### What the task requires
Give the count of lines below that include the word "crate", and say nothing else.

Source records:
"""
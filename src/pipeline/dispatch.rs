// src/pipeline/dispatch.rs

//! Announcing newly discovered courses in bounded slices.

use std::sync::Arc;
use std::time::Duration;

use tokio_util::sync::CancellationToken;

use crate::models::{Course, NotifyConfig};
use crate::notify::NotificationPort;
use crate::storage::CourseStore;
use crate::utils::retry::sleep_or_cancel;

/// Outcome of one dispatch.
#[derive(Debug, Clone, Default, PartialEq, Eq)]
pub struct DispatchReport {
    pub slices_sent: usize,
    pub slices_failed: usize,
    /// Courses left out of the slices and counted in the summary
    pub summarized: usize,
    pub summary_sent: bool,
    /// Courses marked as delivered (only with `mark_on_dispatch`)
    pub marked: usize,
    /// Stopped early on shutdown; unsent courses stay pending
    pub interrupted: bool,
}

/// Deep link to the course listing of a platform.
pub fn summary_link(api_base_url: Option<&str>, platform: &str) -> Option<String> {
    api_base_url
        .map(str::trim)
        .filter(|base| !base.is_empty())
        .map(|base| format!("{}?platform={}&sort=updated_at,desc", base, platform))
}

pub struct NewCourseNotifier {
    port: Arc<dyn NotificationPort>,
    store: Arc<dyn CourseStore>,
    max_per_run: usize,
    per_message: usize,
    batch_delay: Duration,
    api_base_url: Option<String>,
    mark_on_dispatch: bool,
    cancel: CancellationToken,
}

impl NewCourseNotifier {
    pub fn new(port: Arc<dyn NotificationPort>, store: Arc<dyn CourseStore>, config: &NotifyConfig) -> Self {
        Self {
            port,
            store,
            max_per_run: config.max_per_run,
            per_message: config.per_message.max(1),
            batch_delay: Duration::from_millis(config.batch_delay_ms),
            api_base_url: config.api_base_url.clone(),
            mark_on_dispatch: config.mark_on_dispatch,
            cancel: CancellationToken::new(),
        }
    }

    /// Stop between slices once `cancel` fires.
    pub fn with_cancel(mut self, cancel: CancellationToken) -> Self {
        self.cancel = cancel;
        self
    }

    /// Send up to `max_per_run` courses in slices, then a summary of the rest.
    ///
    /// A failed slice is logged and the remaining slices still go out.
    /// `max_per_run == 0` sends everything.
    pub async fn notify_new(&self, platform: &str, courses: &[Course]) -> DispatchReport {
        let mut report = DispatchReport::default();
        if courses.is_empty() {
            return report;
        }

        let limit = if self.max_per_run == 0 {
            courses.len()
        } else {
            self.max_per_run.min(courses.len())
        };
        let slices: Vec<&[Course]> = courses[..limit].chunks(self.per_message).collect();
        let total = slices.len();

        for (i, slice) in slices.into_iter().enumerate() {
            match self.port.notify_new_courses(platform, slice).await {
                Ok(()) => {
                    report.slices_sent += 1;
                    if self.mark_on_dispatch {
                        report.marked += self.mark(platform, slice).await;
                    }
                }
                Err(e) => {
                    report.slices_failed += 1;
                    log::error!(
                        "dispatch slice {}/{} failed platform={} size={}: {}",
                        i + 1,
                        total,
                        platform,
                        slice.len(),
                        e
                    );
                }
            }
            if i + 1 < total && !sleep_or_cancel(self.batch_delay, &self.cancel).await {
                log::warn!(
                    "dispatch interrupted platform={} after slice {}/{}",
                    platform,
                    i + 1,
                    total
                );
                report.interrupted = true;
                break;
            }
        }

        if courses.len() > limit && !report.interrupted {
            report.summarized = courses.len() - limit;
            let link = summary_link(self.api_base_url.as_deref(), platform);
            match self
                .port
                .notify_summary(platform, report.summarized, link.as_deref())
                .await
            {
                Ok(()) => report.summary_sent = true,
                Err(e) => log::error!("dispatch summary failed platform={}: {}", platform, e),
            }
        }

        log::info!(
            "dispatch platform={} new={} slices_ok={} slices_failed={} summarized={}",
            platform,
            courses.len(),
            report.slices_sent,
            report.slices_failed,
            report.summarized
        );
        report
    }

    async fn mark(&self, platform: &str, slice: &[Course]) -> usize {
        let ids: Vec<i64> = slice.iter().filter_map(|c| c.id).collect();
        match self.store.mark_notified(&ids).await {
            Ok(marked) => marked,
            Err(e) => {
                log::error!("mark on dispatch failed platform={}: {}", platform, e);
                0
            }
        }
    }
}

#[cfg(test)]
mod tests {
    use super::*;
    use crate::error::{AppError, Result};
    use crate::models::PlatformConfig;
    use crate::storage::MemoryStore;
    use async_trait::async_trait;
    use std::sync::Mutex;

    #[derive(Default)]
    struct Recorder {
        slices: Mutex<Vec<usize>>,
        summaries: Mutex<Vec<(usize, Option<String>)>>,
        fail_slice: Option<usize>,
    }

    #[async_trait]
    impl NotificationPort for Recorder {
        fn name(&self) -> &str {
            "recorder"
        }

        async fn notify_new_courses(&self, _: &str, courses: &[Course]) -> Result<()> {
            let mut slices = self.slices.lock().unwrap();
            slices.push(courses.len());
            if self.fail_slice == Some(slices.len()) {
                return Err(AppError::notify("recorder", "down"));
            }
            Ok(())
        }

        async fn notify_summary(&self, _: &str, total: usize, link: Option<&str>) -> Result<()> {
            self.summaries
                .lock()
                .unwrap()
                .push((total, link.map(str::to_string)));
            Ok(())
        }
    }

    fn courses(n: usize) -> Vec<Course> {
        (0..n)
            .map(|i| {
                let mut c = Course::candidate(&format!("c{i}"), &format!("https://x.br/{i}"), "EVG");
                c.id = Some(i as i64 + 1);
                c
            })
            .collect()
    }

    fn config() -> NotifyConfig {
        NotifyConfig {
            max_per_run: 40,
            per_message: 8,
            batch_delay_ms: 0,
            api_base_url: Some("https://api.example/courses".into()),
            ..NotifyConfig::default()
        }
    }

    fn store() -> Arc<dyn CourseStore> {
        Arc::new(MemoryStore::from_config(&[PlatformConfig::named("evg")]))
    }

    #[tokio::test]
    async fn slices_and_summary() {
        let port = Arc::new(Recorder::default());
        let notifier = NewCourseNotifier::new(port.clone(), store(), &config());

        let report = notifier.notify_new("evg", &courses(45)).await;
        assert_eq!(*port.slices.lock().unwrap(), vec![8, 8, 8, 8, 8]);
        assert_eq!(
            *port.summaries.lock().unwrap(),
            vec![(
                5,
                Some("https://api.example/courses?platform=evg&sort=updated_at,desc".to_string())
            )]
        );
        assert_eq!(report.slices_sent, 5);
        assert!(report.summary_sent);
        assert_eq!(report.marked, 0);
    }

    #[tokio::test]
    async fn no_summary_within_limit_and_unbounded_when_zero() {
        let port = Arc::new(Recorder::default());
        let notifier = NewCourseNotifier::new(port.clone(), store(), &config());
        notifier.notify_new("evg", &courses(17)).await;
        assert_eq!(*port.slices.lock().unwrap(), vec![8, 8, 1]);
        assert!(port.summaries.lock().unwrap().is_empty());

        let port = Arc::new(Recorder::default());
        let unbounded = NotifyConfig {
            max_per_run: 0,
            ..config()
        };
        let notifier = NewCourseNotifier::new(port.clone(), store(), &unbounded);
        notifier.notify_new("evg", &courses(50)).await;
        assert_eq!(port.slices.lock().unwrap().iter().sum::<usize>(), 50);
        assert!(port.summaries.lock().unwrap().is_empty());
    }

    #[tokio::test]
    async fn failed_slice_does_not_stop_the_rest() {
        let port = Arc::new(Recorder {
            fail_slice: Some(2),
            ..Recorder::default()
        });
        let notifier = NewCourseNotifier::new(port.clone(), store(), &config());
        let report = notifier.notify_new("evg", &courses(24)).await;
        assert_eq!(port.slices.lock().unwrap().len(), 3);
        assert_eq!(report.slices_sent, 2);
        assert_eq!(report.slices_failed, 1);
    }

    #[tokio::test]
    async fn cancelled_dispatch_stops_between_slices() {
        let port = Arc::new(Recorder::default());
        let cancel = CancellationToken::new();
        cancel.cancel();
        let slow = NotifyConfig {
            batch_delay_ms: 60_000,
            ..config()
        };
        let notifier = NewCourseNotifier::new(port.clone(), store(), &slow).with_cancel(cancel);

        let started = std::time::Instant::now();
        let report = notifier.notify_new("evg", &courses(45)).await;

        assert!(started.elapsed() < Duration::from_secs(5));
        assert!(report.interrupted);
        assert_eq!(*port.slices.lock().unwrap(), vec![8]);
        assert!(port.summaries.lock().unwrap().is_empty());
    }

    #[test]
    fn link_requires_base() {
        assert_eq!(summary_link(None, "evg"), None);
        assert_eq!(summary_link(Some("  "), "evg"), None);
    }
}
"""
### Response box
7